Late yesterday afternoon, news reached the Big Brother Watch team of a report which will soon be placed in front of Fenland District councillors which seeks to place restrictions upon "close personal relationships" in the workplace.
According to the report, which will be examined by the council's Staff Committee, council employees who are engaged in relationships with other members of staff must "declare the relationship to his/her manager in writing" with the information then being "recorded on the personal files of both employees" and shared across the HR department. Failure to comply with the rules will be treated as a disciplinary offence.
Big Brother Watch's view on this is simple: people should not be expected to divulge details about their personal circumstances to their employers. Quite apart from the fact it's wrong for Fenland District Council to build up this kind of database, what people do in their own time is up to them. If people are good at their jobs, they should be left alone – regardless of who they share their bed with at the end of the day.
The full "relationships at work" report can be accessed here.
Big Brother Watch Campaign Director Daniel Hamilton will be discussing this issue on BBC Look East at 1:30pm today.
I wonder how they define close personal relationship??? Whilst one can understand the need to ensure recruitment processes are not being unfairly influenced there is also need to ensure that the employers are not discriminating against people in the workplace.
Resorting to making employees put details of any close relationships they might have in writing so they can be added to their personnel files does not seem right on so many levels. That brings us back to how they define close personal relationships. And vitally important - who would have access to this information?
Posted by: sayno | 12/01/2011 at 11:38 AM
If it were time for me to move on, and my bosses wife worked at the council. I would write to him and tell him I was sleeping with his wife.
The bleddy cheek of it!
Posted by: Andrew Taylor | 12/01/2011 at 12:48 PM
It's worth noting that it's only close relationships within a given team that would be reported, not relationships with any other council employee.
This is still an absolutely unacceptable intrusion into personal life, but not quite as far-reaching as might be inferred from the article.
Posted by: Joss | 12/01/2011 at 02:20 PM
This is an interesting one; I don't think, FWIW, that the kind of thing you're talking about here is all that uncommon in employment contracts, and I think in some cases there may be an argument in favour of disclosure of workplace relationships to your employer. For instance, if you were working in a bank, and two employees held keys for the bank vault, then the bank has a legitimate concern about those two employees being more than just colleagues and might want to change one of the keyholders if that happened.
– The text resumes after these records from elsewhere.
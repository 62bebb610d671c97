use std::collections::HashMap;
use std::path::{Path, PathBuf};

use crate::assets::mtl::file_name;
use crate::error::ResourceError;
use crate::renderer::gpu::{Gpu, Texture};

/// Supplies GPU textures to render objects by name.
pub trait TextureLibrary {
    /// Prepares the library for a new GPU context. Returns false if textures
    /// will not be available, in which case lookups return `None`.
    fn initialize(&mut self, gpu: &mut dyn Gpu) -> bool;
    /// The texture for `name`, uploading it on first use.
    fn texture(&mut self, gpu: &mut dyn Gpu, name: &str) -> Option<Texture>;
    /// Deletes every texture handed out so far.
    fn release(&mut self, gpu: &mut dyn Gpu);
}

/// Loads textures from image files in one directory. References are
/// resolved by file name only, so `textures\hull.png` in a material file
/// finds `hull.png` in the directory.
pub struct FileTextureLibrary {
    root: PathBuf,
    available: bool,
    /// Failed loads are cached as `None` so they are only reported once.
    textures: HashMap<String, Option<Texture>>,
}

impl FileTextureLibrary {
    pub fn new(root: impl Into<PathBuf>) -> FileTextureLibrary {
        FileTextureLibrary {
            root: root.into(),
            available: false,
            textures: HashMap::new(),
        }
    }

    pub fn root(&self) -> &Path {
        &self.root
    }

    fn load(&self, gpu: &mut dyn Gpu, name: &str) -> Result<Texture, ResourceError> {
        let path = self.root.join(file_name(name));
        let error = |reason: String| ResourceError::Texture {
            name: name.to_string(),
            reason,
        };
        let image = image::open(&path)
            .map_err(|err| error(format!("{}: {err}", path.display())))?
            .into_rgba8();
        let (width, height) = image.dimensions();
        let texture = gpu
            .create_texture_rgba(width, height, image.as_raw())
            .map_err(|err| error(err.to_string()))?;
        log::debug!("Loaded texture {name:?} ({width}x{height})");
        Ok(texture)
    }
}

impl TextureLibrary for FileTextureLibrary {
    fn initialize(&mut self, gpu: &mut dyn Gpu) -> bool {
        // Handles from a previous context are gone with it.
        self.release(gpu);
        self.available = self.root.is_dir();
        if !self.available {
            log::warn!(
                "Texture directory {} not found, using untextured fallbacks",
                self.root.display()
            );
        }
        self.available
    }

    fn texture(&mut self, gpu: &mut dyn Gpu, name: &str) -> Option<Texture> {
        if !self.available {
            return None;
        }
        if let Some(&texture) = self.textures.get(name) {
            return texture;
        }
        let texture = match self.load(gpu, name) {
            Ok(texture) => Some(texture),
            Err(err) => {
                log::warn!("{err}");
                None
            }
        };
        self.textures.insert(name.to_string(), texture);
        texture
    }

    fn release(&mut self, gpu: &mut dyn Gpu) {
        for (_, texture) in self.textures.drain() {
            if let Some(texture) = texture {
                gpu.delete_texture(texture);
            }
        }
    }
}
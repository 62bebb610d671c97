//! The camera every render object reads its view and projection from.

use std::f32::consts::TAU;

use glam::{Mat4, Quat, Vec3};

use crate::config::CameraConfig;

/// Shared camera state. The frame loop advances it once per tick before any
/// render object updates.
pub trait CameraController {
    fn update_projection(&mut self, width: u32, height: u32);
    fn set_view(&mut self, eye: Vec3, center: Vec3, up: Vec3);
    /// Starts moving the eye back and forth between the `far` and `near`
    /// distances from the center.
    fn start_zoom_loop(&mut self, far: f32, near: f32);
    fn add_orbit_offset(&mut self, degrees: f32);
    fn update(&mut self, dt: f32);

    fn view(&self) -> Mat4;
    fn projection(&self) -> Mat4;
    fn eye(&self) -> Vec3;

    fn view_projection(&self) -> Mat4 {
        self.projection() * self.view()
    }
}

#[derive(Debug, Clone, Copy, PartialEq)]
struct ZoomLoop {
    far: f32,
    near: f32,
    /// Seconds into the current cycle.
    phase: f32,
}

/// Looks at a fixed center from an eye that can be orbited around the
/// center's Y axis and zoomed in and out on a cosine cycle.
#[derive(Debug, Clone)]
pub struct OrbitCamera {
    eye: Vec3,
    center: Vec3,
    up: Vec3,
    yaw_degrees: f32,
    zoom: Option<ZoomLoop>,
    zoom_period: f32,
    fov_degrees: f32,
    near: f32,
    far: f32,
    projection: Mat4,
}

impl OrbitCamera {
    pub fn new(config: &CameraConfig) -> OrbitCamera {
        OrbitCamera {
            eye: Vec3::from(config.eye),
            center: Vec3::from(config.center),
            up: Vec3::from(config.up),
            yaw_degrees: 0.0,
            zoom: None,
            zoom_period: config.zoom_period.max(f32::EPSILON),
            fov_degrees: config.fov_degrees,
            near: config.near,
            far: config.far,
            projection: Mat4::IDENTITY,
        }
    }

    pub fn yaw_degrees(&self) -> f32 {
        self.yaw_degrees
    }

    /// Current eye distance from the center.
    pub fn distance(&self) -> f32 {
        match self.zoom {
            Some(zoom) => {
                // 1 at the start of the cycle, 0 halfway through.
                let t = 0.5 * (1.0 + (TAU * zoom.phase / self.zoom_period).cos());
                zoom.near + (zoom.far - zoom.near) * t
            }
            None => (self.eye - self.center).length(),
        }
    }
}

impl CameraController for OrbitCamera {
    fn update_projection(&mut self, width: u32, height: u32) {
        let aspect = width.max(1) as f32 / height.max(1) as f32;
        self.projection =
            Mat4::perspective_rh_gl(self.fov_degrees.to_radians(), aspect, self.near, self.far);
    }

    fn set_view(&mut self, eye: Vec3, center: Vec3, up: Vec3) {
        self.eye = eye;
        self.center = center;
        self.up = up;
        self.zoom = None;
    }

    fn start_zoom_loop(&mut self, far: f32, near: f32) {
        self.zoom = Some(ZoomLoop {
            far,
            near,
            phase: 0.0,
        });
    }

    fn add_orbit_offset(&mut self, degrees: f32) {
        self.yaw_degrees = (self.yaw_degrees + degrees) % 360.0;
    }

    fn update(&mut self, dt: f32) {
        if let Some(zoom) = &mut self.zoom {
            zoom.phase = (zoom.phase + dt) % self.zoom_period;
        }
    }

    fn view(&self) -> Mat4 {
        Mat4::look_at_rh(self.eye(), self.center, self.up)
    }

    fn projection(&self) -> Mat4 {
        self.projection
    }

    fn eye(&self) -> Vec3 {
        let offset = self.eye - self.center;
        let direction = offset.try_normalize().unwrap_or(Vec3::Z);
        let yaw = Quat::from_rotation_y(self.yaw_degrees.to_radians());
        self.center + yaw * direction * self.distance()
    }
}

#[cfg(test)]
mod tests {
    use super::*;

    fn camera() -> OrbitCamera {
        OrbitCamera::new(&CameraConfig::default())
    }

    #[test]
    fn eye_follows_set_view_until_zoom_starts() {
        let mut camera = camera();
        camera.set_view(Vec3::new(0.0, 0.0, 6.0), Vec3::ZERO, Vec3::Y);
        assert!((camera.eye() - Vec3::new(0.0, 0.0, 6.0)).length() < 1e-5);

        camera.start_zoom_loop(20.0, 10.0);
        assert!((camera.distance() - 20.0).abs() < 1e-4);
        camera.update(15.0);
        assert!((camera.distance() - 10.0).abs() < 1e-4);
        camera.update(15.0);
        assert!((camera.distance() - 20.0).abs() < 1e-4);
    }

    #[test]
    fn set_view_stops_the_zoom_loop() {
        let mut camera = camera();
        camera.start_zoom_loop(20.0, 10.0);
        camera.update(7.0);
        camera.set_view(Vec3::new(0.0, 0.0, 6.0), Vec3::ZERO, Vec3::Y);
        assert!((camera.distance() - 6.0).abs() < 1e-5);
    }

    #[test]
    fn orbit_offset_rotates_around_y() {
        let mut camera = camera();
        camera.set_view(Vec3::new(0.0, 0.0, 6.0), Vec3::ZERO, Vec3::Y);
        camera.add_orbit_offset(90.0);
        let eye = camera.eye();
        assert!((eye - Vec3::new(6.0, 0.0, 0.0)).length() < 1e-4);
        camera.add_orbit_offset(270.0);
        assert!(camera.yaw_degrees().abs() < 1e-4);
    }

    #[test]
    fn projection_uses_the_aspect_ratio() {
        let mut camera = camera();
        camera.update_projection(200, 100);
        let projection = camera.projection();
        // x scale is y scale divided by the aspect ratio.
        assert!((projection.x_axis.x * 2.0 - projection.y_axis.y).abs() < 1e-5);
        assert_eq!(camera.view_projection(), projection * camera.view());
    }
}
So I think you have to be a little careful to decry this kind of thing as *always* unacceptable, though there should certainly be a damned good reason if you're going to impose any kind of relationship ban. It's a fair bet that there isn't one in this case…
Posted by: alastair | 12/01/2011 at 04:05 PM
From my experience of local government, I would expect that this policy has been agreed at high level within the authority, and that it has been designed to embarrass, and probably cause the resignation of, certain individuals who are known to be having a (probably illicit) relationship. A council like Fenland isn't suddenly going to draw up a policy like this out of the blue.
Posted by: David C | 12/01/2011 at 05:58 PM
I don't see what the trouble is all about. In the private sector this kind of policy is not at all uncommon where couples work in close proximity or within a management line.
For example in banking where one person's job is to create a financial transaction and another has to independantly verify it before it can go ahead it's essential to ensure independance to avoid potential fraud.
Within management lines it also avoids any possibility of favoritism.
Storm in a teacup. Put your Daily Mail away.
Posted by: John | 12/01/2011 at 07:16 PM
il·lic·it/iˈlisit/
Adjective: Forbidden by law, rules, or custom
Alistair, are you or the Council the Judge and Jury of what is 'illicit' or will this be left to some Council functionary to decide? I don't think there is any Law against relationships and Customs clealry change with time but I do think that Rulemakers are becoming the scourge of our society.
I think we have far too many rukes and far to many people whi want to stick their noses into other peoples business.
We apear to be far to tolerant and make too many excuses for busy bodies.
As for banks assuming people in relationships are more likely to be dishonest than any other individual is another example of the type of BS we have to live with.
Posted by: Chris | 13/01/2011 at 11:47 AM
I don't see any issue with this; indeed it's very sensible.
My company (publicly traded in the US) has precisely this policy. It's to prevent any conflict-of-interest arising in work related issues such as performance reviews, pay rises and disclosure of other employees' confidential information. Indeed my company has a clause such that if a suitable transfer to another department is not possible, one of the parties will be compelled to resign (without prejudice).
I know of such a case involving two co-workers/friends, and their relationship was causing concern within their department. Fortunately the VP of the division resolved the situation and found an alternative position for one of them - the woman - and she has thrived in the her new role; both she and he are director level in separate departments.
Posted by: Dual Citizen | 14/01/2011 at 08:18 AM
My employers have a similar policy. I have made it clear to them that, as a matter of principle, I will never divulge the details of my private life to anyone attempting to coerce me into doing so. This places me in open defiance of my employers' policy, which however they have not sought to implement.